IS is expertly using social media to fulfill its objectives. This makes it even harder to stop.
By Osama Al Sharif
The main objective of propaganda is to sway, influence, and manipulate public opinion. In today’s information age, it’s becoming increasingly sophisticated and, as a result, more difficult to identify and confront. No more is this more apparent than in dealing with terrorist groups like the Islamic State, otherwise known as IS.
IS, which is an offshoot of Al Qaeda, appeared on the world’s radar about three years ago. The Islamist militant group, fighting for a narrow and puritanical interpretation of Islam, has been credited for its creative use of social media to spread its message, lure new recruits, and communicate with followers. For a fundamentalist movement that wants to implement a regressive form of Sharia law and create an autocratic state, its capitalization of the information technology has been impressive.
In contrast to Al Qaeda, which first rose to prominence in the 1990s, IS has come a long way from using Internet chat rooms and sending video messages to Al Jazeera. Today, IS is believed to use a sophisticated network of followers and activists to communicate and spread the word on Twitter through multiple accounts. Since IS surfaced as a potent group with thousands of militants—many of them foreign—fighting within its ranks, it has captured public imagination in the region and in the West. Its extreme brutality has surpassed that of Al Qaeda in many ways, and its ability to recruit foreign jihadist has sounded alarm bells throughout the Western world.

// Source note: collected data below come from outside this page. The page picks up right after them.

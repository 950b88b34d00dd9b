use chrono::NaiveDate;
use serde::{Deserialize, Serialize};

//portfolio value per trading day
#[derive(Debug, Clone, PartialEq, Serialize, Deserialize)]
pub struct NavSeries {
    pub dates: Vec<NaiveDate>,
    pub values: Vec<f64>,
}

impl NavSeries {
    pub fn new(dates: Vec<NaiveDate>, values: Vec<f64>) -> Self {
        debug_assert_eq!(dates.len(), values.len());
        NavSeries { dates, values }
    }

    pub fn len(&self) -> usize {
        self.values.len()
    }

    pub fn is_empty(&self) -> bool {
        self.values.is_empty()
    }

    pub fn first(&self) -> Option<(NaiveDate, f64)> {
        Some((*self.dates.first()?, *self.values.first()?))
    }

    pub fn last(&self) -> Option<(NaiveDate, f64)> {
        Some((*self.dates.last()?, *self.values.last()?))
    }

    pub fn iter(&self) -> impl Iterator<Item = (NaiveDate, f64)> + '_ {
        self.dates.iter().copied().zip(self.values.iter().copied())
    }
}

//a point in the equity curve
#[derive(Debug, Clone, PartialEq, Serialize, Deserialize)]
pub struct EquityPoint {
    pub date: NaiveDate,
    pub nav: f64,
    pub drawdown: f64, //(nav - running peak) / running peak, always <= 0
    pub returns: f64,
}

impl EquityPoint {
    pub fn new(date: NaiveDate, nav: f64, drawdown: f64, returns: f64) -> Self {
        EquityPoint {
            date,
            nav,
            drawdown,
            returns,
        }
    }
}

//calculates the equity curve with drawdowns against the running peak
pub fn calculate_equity_curve(nav: &NavSeries) -> Vec<EquityPoint> {
    let mut curve = Vec::with_capacity(nav.len());
    let mut peak = f64::NEG_INFINITY;
    let returns = calculate_returns(&nav.values);

    for (i, (date, value)) in nav.iter().enumerate() {
        peak = peak.max(value);

        let drawdown = if peak > 0.0 {
            (value - peak) / peak
        } else {
            0.0
        };

        curve.push(EquityPoint::new(date, value, drawdown, returns[i]));
    }

    curve
}

//calculates maximum drawdown (the most negative drawdown) from the equity curve
pub fn max_drawdown(equity_curve: &[EquityPoint]) -> f64 {
    equity_curve
        .iter()
        .map(|point| point.drawdown)
        .fold(0.0, f64::min)
}

//daily percentage changes, one per value; the first is 0
//a change from a zero value is taken as 0
pub fn calculate_returns(values: &[f64]) -> Vec<f64> {
    let mut returns = Vec::with_capacity(values.len());
    for i in 0..values.len() {
        let ret = if i == 0 || values[i - 1] == 0.0 {
            0.0
        } else {
            values[i] / values[i - 1] - 1.0
        };
        returns.push(ret);
    }
    returns
}
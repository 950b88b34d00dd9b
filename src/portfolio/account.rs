use crate::engine::execution::{execute_rebalance, CostModel, RebalanceFill, Trade};
use chrono::NaiveDate;

//represents the simulated book: cash plus a share count per instrument
#[derive(Debug, Clone)]
pub struct Account {
    //initial account capital
    pub initial_capital: f64,

    //cash not allocated to any instrument
    pub cash: f64,

    //share count per instrument, in price panel column order
    pub shares: Vec<f64>,

    //fee and slippage rates
    pub cost_model: CostModel,

    //cumulative transaction costs
    pub total_costs: f64,

    //complete trade log
    pub trade_log: Vec<Trade>,
}

impl Account {
    //creates an all-cash account
    pub fn new(initial_capital: f64, instruments: usize, cost_model: CostModel) -> Self {
        Account {
            initial_capital,
            cash: initial_capital,
            shares: vec![0.0; instruments],
            cost_model,
            total_costs: 0.0,
            trade_log: Vec::new(),
        }
    }

    //value of the holdings at the given prices
    pub fn market_value(&self, prices: &[f64]) -> f64 {
        self.shares.iter().zip(prices).map(|(s, p)| s * p).sum()
    }

    //cash plus mark-to-market holdings
    pub fn equity(&self, prices: &[f64]) -> f64 {
        self.cash + self.market_value(prices)
    }

    //moves the book to target weights at the given prices and returns the fill
    pub fn rebalance(
        &mut self,
        date: NaiveDate,
        symbols: &[String],
        prices: &[f64],
        target_weights: &[f64],
    ) -> RebalanceFill {
        let fill = execute_rebalance(
            date,
            symbols,
            &self.shares,
            self.cash,
            prices,
            target_weights,
            &self.cost_model,
        );

        self.shares = fill.shares.clone();
        self.cash = fill.cash;
        self.total_costs += fill.costs;
        self.trade_log.extend(fill.trades.iter().cloned());

        fill
    }
}

#[cfg(test)]
mod tests {
    use super::*;
    use approx::assert_relative_eq;

    #[test]
    fn test_new_account_is_all_cash() {
        let account = Account::new(1000.0, 2, CostModel::new(0.0, 0.0));
        assert_eq!(account.equity(&[10.0, 20.0]), 1000.0);
        assert_eq!(account.market_value(&[10.0, 20.0]), 0.0);
    }

    #[test]
    fn test_rebalance_updates_book_and_costs() {
        let mut account = Account::new(1000.0, 2, CostModel::new(0.001, 0.0));
        let symbols = vec!["A".to_string(), "B".to_string()];
        let date = NaiveDate::from_ymd_opt(2024, 1, 5).unwrap();

        account.rebalance(date, &symbols, &[10.0, 20.0], &[0.5, 0.5]);

        assert_relative_eq!(account.total_costs, 1.0);
        assert_relative_eq!(account.equity(&[10.0, 20.0]), 999.0, epsilon = 1e-9);
        assert_eq!(account.trade_log.len(), 2);
    }
}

According to an ABC news report published in early September: “Terrorism observers have noted IS’s media savvy, from viral meme-like postings and hashtag campaigns on Twitter to elaborate full-production videos –efforts that can multiply the perception of IS’s breadth and power in Syria and Iraq.” The most harrowing IS postings were the video clips showing the beheading of two American journalists, and a British aid worker in August and September.
IS is credited for using social media to directly post its message without the need of an intermediary. “In this new environment, the group’s media arm can upload its propaganda and see it spread globally in a matter of minutes or hours,” Jacob Siegel wrote on The Daily Beast recently. The group’s understanding of how both Facebook and Twitter work meant “it became easier for any fighter on the battlefield to pose next to mutilated bodies and post images that could easily be seen by anyone following the fighting,” he added.
But it was not all gore and blood. IS, using its network of Western-educated foreign jihadists, was able to launch a series of propaganda campaigns demonstrating its administrative abilities to govern areas under its control. Having foreign jihadists among its ranks it was now able to address Western audiences in their native tongues. Its tweets and retweets went viral, showing how IS was able to make good use of social media platforms. As confrontation with the US and the rest of Western countries became inevitable, IS hashtags caught the attention of millions. In a way they were able to beat the system since even Twitter acknowledged that it cannot monitor all tweets or all accounts. Even though Twitter and YouTube have waged their own response to IS by blocking accounts and launching their own hashtags, it is still possible for the militant group to get its message through.
According to experts, IS uses social media to achieve two goals: to scare and inspire. The first is directed to the majority of Westerners and even minorities in the region, and the second is aimed at inspiring would-be recruits.
Today it is believed that at least 3,000 Westerners are fighting with IS, prompting NATO to discuss ways to confront this emerging menace to the stability of the region and the world. Most foreign jihadists are recruited through social media, where IS posts video messages by Western jihadists urging potential recruits to come join the fight in Syria.
According to reports, the terror group now has its own multilingual media arm, which is behind the creation and distribution of glossy magazines and slick, professional-grade videos.
This is the nature of today’s conflicts, where the war on terror isn’t restricted to bombing fighters on the ground but chasing them online as well. This presents a problem since shutting IS down means that intelligence agencies are denied the opportunity to track militants and gather information about their activities, especially when on-the-ground information is scarce.